BEGIN LISTED RECORDS
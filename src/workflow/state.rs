//! The approval workflow as an explicit state machine.
//!
//! Nothing here is stored between events. Each handler rebuilds the ticket
//! from what Slack hands back (the submitting user, or a button value) and
//! advances it, so an out-of-order step fails loudly instead of silently.

use std::fmt;

use crate::errors::BotError;
use crate::slack::message_builder::{APPROVE_ACTION_ID, REJECT_ACTION_ID};

#[derive(Debug, Clone, Copy, PartialEq, Eq, Hash)]
pub enum Decision {
    Approved,
    Rejected,
}

impl Decision {
    /// Map a button `action_id` to a decision; other actions are not decisions.
    #[must_use]
    pub fn from_action_id(action_id: &str) -> Option<Self> {
        match action_id {
            APPROVE_ACTION_ID => Some(Self::Approved),
            REJECT_ACTION_ID => Some(Self::Rejected),
            _ => None,
        }
    }

    #[must_use]
    pub fn action_id(self) -> &'static str {
        match self {
            Self::Approved => APPROVE_ACTION_ID,
            Self::Rejected => REJECT_ACTION_ID,
        }
    }

    #[must_use]
    pub fn verb(self) -> &'static str {
        match self {
            Self::Approved => "approved",
            Self::Rejected => "rejected",
        }
    }
}

#[derive(Debug, Clone, Copy, PartialEq, Eq)]
pub enum ApprovalStage {
    Idle,
    FormRequested,
    FormSubmitted,
    AwaitingDecision,
    Decided(Decision),
}

impl fmt::Display for ApprovalStage {
    fn fmt(&self, f: &mut fmt::Formatter<'_>) -> fmt::Result {
        match self {
            Self::Idle => f.write_str("idle"),
            Self::FormRequested => f.write_str("form requested"),
            Self::FormSubmitted => f.write_str("form submitted"),
            Self::AwaitingDecision => f.write_str("awaiting decision"),
            Self::Decided(d) => write!(f, "decided ({})", d.verb()),
        }
    }
}

#[derive(Debug, Clone, PartialEq, Eq)]
pub struct ApprovalTicket {
    stage: ApprovalStage,
    requester_id: String,
    approver_id: Option<String>,
}

impl ApprovalTicket {
    #[must_use]
    pub fn new(requester_id: impl Into<String>) -> Self {
        Self {
            stage: ApprovalStage::Idle,
            requester_id: requester_id.into(),
            approver_id: None,
        }
    }

    /// A ticket whose form is open on the platform; used when a submission arrives.
    #[must_use]
    pub fn with_open_form(requester_id: impl Into<String>) -> Self {
        Self {
            stage: ApprovalStage::FormRequested,
            ..Self::new(requester_id)
        }
    }

    /// Rebuild a ticket from the correlation value on a clicked button.
    #[must_use]
    pub fn from_correlation(value: &str) -> Self {
        Self {
            stage: ApprovalStage::AwaitingDecision,
            ..Self::new(value)
        }
    }

    #[must_use]
    pub fn stage(&self) -> ApprovalStage {
        self.stage
    }

    #[must_use]
    pub fn requester_id(&self) -> &str {
        &self.requester_id
    }

    #[must_use]
    pub fn approver_id(&self) -> Option<&str> {
        self.approver_id.as_deref()
    }

    /// The value attached to both decision buttons.
    #[must_use]
    pub fn correlation_value(&self) -> &str {
        &self.requester_id
    }

    /// `Idle -> FormRequested`
    ///
    /// # Errors
    ///
    /// Returns `BotError::WorkflowError` from any other stage.
    pub fn request_form(self) -> Result<Self, BotError> {
        self.advance(ApprovalStage::Idle, "request form", ApprovalStage::FormRequested)
    }

    /// `FormRequested -> FormSubmitted`, recording the chosen approver.
    ///
    /// # Errors
    ///
    /// Returns `BotError::WorkflowError` from any other stage.
    pub fn submit(self, approver_id: impl Into<String>) -> Result<Self, BotError> {
        let mut next = self.advance(
            ApprovalStage::FormRequested,
            "submit form",
            ApprovalStage::FormSubmitted,
        )?;
        next.approver_id = Some(approver_id.into());
        Ok(next)
    }

    /// `FormSubmitted -> AwaitingDecision`, once the request reached the approver.
    ///
    /// # Errors
    ///
    /// Returns `BotError::WorkflowError` from any other stage.
    pub fn await_decision(self) -> Result<Self, BotError> {
        self.advance(
            ApprovalStage::FormSubmitted,
            "send request",
            ApprovalStage::AwaitingDecision,
        )
    }

    /// `AwaitingDecision -> Decided`
    ///
    /// # Errors
    ///
    /// Returns `BotError::WorkflowError` from any other stage.
    pub fn decide(self, decision: Decision) -> Result<Self, BotError> {
        self.advance(
            ApprovalStage::AwaitingDecision,
            "decide",
            ApprovalStage::Decided(decision),
        )
    }

    fn advance(
        mut self,
        expected: ApprovalStage,
        step: &str,
        next: ApprovalStage,
    ) -> Result<Self, BotError> {
        if self.stage != expected {
            return Err(BotError::WorkflowError(format!(
                "cannot {step} while {} (requester {})",
                self.stage, self.requester_id
            )));
        }
        self.stage = next;
        Ok(self)
    }
}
END LISTED RECORDS
> _EXERCISE_
Quote exactly the first line of the data and every line after it through the one holding "pub fn from_action_id(action_id: &str)".

> _ANSWER BOX_
filename src/workflow/state.rs
//! The approval workflow as an explicit state machine.
//!
//! Nothing here is stored between events. Each handler rebuilds the ticket
//! from what Slack hands back (the submitting user, or a button value) and
//! advances it, so an out-of-order step fails loudly instead of silently.

use std::fmt;

use crate::errors::BotError;
use crate::slack::message_builder::{APPROVE_ACTION_ID, REJECT_ACTION_ID};

#[derive(Debug, Clone, Copy, PartialEq, Eq, Hash)]
pub enum Decision {
    Approved,
    Rejected,
}

impl Decision {
    /// Map a button `action_id` to a decision; other actions are not decisions.
    #[must_use]
    pub fn from_action_id(action_id: &str) -> Option<Self> {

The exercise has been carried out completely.